__Work instructions__
Print, from the listing below, the lines starting at the line containing "mod registry;" and ending at the line containing "a file stem", exactly as they stand, and print nothing else.

__Entries provided__
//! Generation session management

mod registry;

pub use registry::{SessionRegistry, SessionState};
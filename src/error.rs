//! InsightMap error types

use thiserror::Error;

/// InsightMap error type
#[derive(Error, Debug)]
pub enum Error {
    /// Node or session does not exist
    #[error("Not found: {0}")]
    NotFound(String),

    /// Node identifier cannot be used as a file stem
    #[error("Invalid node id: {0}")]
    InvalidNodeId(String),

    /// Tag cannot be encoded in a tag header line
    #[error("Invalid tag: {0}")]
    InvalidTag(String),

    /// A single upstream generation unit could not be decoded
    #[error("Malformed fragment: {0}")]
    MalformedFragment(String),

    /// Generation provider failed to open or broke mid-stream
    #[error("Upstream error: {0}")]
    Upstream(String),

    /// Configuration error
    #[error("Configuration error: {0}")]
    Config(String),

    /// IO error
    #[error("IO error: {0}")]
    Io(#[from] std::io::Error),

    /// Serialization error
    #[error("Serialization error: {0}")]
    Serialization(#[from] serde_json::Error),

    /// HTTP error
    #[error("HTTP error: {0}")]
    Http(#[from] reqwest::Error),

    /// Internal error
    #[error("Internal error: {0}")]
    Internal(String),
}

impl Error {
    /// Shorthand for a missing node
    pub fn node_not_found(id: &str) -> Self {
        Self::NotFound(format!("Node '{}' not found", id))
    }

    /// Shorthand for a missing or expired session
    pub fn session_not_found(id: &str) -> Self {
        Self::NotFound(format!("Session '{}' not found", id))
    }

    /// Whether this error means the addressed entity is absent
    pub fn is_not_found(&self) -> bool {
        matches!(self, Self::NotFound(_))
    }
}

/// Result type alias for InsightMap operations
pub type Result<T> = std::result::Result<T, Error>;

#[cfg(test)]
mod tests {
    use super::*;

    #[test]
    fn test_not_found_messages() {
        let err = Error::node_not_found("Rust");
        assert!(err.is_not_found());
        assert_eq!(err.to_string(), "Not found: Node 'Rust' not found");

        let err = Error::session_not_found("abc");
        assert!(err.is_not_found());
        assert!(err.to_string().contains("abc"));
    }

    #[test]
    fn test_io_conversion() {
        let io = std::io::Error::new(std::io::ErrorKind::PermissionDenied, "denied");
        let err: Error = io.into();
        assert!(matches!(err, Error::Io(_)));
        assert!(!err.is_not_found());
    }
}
* * *
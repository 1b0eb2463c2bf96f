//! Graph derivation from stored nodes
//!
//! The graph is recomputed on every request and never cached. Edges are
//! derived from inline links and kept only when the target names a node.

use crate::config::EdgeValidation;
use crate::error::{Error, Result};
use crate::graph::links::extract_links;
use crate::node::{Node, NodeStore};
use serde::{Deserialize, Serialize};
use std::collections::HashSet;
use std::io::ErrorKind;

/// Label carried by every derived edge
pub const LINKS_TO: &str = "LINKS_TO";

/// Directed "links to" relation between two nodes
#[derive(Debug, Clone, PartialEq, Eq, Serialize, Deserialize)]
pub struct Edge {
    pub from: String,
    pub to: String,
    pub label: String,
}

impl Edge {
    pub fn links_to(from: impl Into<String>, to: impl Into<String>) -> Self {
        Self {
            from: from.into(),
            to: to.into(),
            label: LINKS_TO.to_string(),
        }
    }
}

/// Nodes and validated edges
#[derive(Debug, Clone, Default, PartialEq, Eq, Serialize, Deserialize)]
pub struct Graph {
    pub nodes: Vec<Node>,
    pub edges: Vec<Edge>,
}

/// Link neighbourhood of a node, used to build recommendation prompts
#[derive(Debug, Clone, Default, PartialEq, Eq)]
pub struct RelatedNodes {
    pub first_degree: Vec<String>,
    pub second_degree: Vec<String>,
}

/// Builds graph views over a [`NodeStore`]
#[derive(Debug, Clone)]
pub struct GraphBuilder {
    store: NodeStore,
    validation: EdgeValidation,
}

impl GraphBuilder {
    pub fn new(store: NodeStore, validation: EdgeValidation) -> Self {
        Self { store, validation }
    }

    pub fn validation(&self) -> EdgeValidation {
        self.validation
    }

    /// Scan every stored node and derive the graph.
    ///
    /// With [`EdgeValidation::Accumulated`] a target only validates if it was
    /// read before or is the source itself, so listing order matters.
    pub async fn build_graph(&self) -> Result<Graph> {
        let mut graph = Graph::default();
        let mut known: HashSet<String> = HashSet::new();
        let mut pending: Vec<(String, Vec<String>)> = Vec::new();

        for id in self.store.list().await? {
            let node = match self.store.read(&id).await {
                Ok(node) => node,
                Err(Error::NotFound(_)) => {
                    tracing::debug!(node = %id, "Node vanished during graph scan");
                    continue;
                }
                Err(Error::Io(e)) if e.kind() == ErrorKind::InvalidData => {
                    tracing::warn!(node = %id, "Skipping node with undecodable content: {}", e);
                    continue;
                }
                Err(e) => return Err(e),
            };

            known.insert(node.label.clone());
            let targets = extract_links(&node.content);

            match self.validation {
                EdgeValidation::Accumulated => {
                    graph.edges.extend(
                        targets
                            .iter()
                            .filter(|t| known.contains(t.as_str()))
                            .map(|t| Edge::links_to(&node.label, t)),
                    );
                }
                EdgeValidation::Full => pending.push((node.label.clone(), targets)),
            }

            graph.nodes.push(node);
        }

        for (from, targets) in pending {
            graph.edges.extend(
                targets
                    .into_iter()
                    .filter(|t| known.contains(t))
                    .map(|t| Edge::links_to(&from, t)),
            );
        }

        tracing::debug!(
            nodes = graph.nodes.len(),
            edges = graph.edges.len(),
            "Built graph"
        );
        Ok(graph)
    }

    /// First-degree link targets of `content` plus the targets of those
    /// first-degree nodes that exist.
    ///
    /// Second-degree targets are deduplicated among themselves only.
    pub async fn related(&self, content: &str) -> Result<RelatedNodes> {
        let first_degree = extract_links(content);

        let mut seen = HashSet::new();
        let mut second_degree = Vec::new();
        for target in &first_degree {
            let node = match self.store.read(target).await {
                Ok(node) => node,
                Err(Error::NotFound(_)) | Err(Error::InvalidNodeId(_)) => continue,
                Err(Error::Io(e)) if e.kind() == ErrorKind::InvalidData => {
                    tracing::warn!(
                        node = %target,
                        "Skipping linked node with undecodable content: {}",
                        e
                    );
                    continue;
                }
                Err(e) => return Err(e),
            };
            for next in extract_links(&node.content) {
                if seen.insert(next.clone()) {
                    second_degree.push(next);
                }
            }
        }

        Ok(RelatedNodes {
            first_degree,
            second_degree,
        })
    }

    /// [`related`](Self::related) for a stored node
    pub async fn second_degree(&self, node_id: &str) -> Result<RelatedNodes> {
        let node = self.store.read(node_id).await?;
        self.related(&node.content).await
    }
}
---
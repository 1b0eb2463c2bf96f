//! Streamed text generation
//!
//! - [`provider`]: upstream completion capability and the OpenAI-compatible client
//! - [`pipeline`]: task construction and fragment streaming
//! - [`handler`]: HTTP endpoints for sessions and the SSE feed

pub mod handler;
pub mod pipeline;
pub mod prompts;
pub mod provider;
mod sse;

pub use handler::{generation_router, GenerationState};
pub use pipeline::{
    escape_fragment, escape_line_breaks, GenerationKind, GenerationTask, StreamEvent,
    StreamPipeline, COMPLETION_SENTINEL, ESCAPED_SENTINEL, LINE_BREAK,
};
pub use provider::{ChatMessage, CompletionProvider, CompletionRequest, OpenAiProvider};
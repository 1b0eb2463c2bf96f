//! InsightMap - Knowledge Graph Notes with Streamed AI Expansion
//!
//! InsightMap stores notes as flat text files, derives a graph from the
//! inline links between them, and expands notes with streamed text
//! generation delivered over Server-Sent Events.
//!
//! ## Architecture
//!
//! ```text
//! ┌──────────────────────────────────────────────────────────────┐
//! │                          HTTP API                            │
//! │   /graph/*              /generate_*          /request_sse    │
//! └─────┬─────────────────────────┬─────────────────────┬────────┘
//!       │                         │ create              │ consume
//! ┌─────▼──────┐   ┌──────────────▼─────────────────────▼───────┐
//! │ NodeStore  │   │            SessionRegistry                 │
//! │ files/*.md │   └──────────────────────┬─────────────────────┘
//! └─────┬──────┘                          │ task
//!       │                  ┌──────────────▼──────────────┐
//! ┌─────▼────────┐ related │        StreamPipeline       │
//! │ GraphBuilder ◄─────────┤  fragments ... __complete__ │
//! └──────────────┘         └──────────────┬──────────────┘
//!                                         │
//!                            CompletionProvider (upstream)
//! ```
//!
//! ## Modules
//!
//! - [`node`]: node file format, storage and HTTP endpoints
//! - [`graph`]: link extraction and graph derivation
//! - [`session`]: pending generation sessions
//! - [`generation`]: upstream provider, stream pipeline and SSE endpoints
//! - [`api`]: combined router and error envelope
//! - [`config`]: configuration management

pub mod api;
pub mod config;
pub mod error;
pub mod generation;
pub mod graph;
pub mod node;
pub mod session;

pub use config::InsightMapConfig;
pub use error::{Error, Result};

__Solved problem__
mod registry;

pub use registry::{SessionRegistry, SessionState};
filename src/error.rs
//! InsightMap error types

use thiserror::Error;

/// InsightMap error type
#[derive(Error, Debug)]
pub enum Error {
    /// Node or session does not exist
    #[error("Not found: {0}")]
    NotFound(String),

    /// Node identifier cannot be used as a file stem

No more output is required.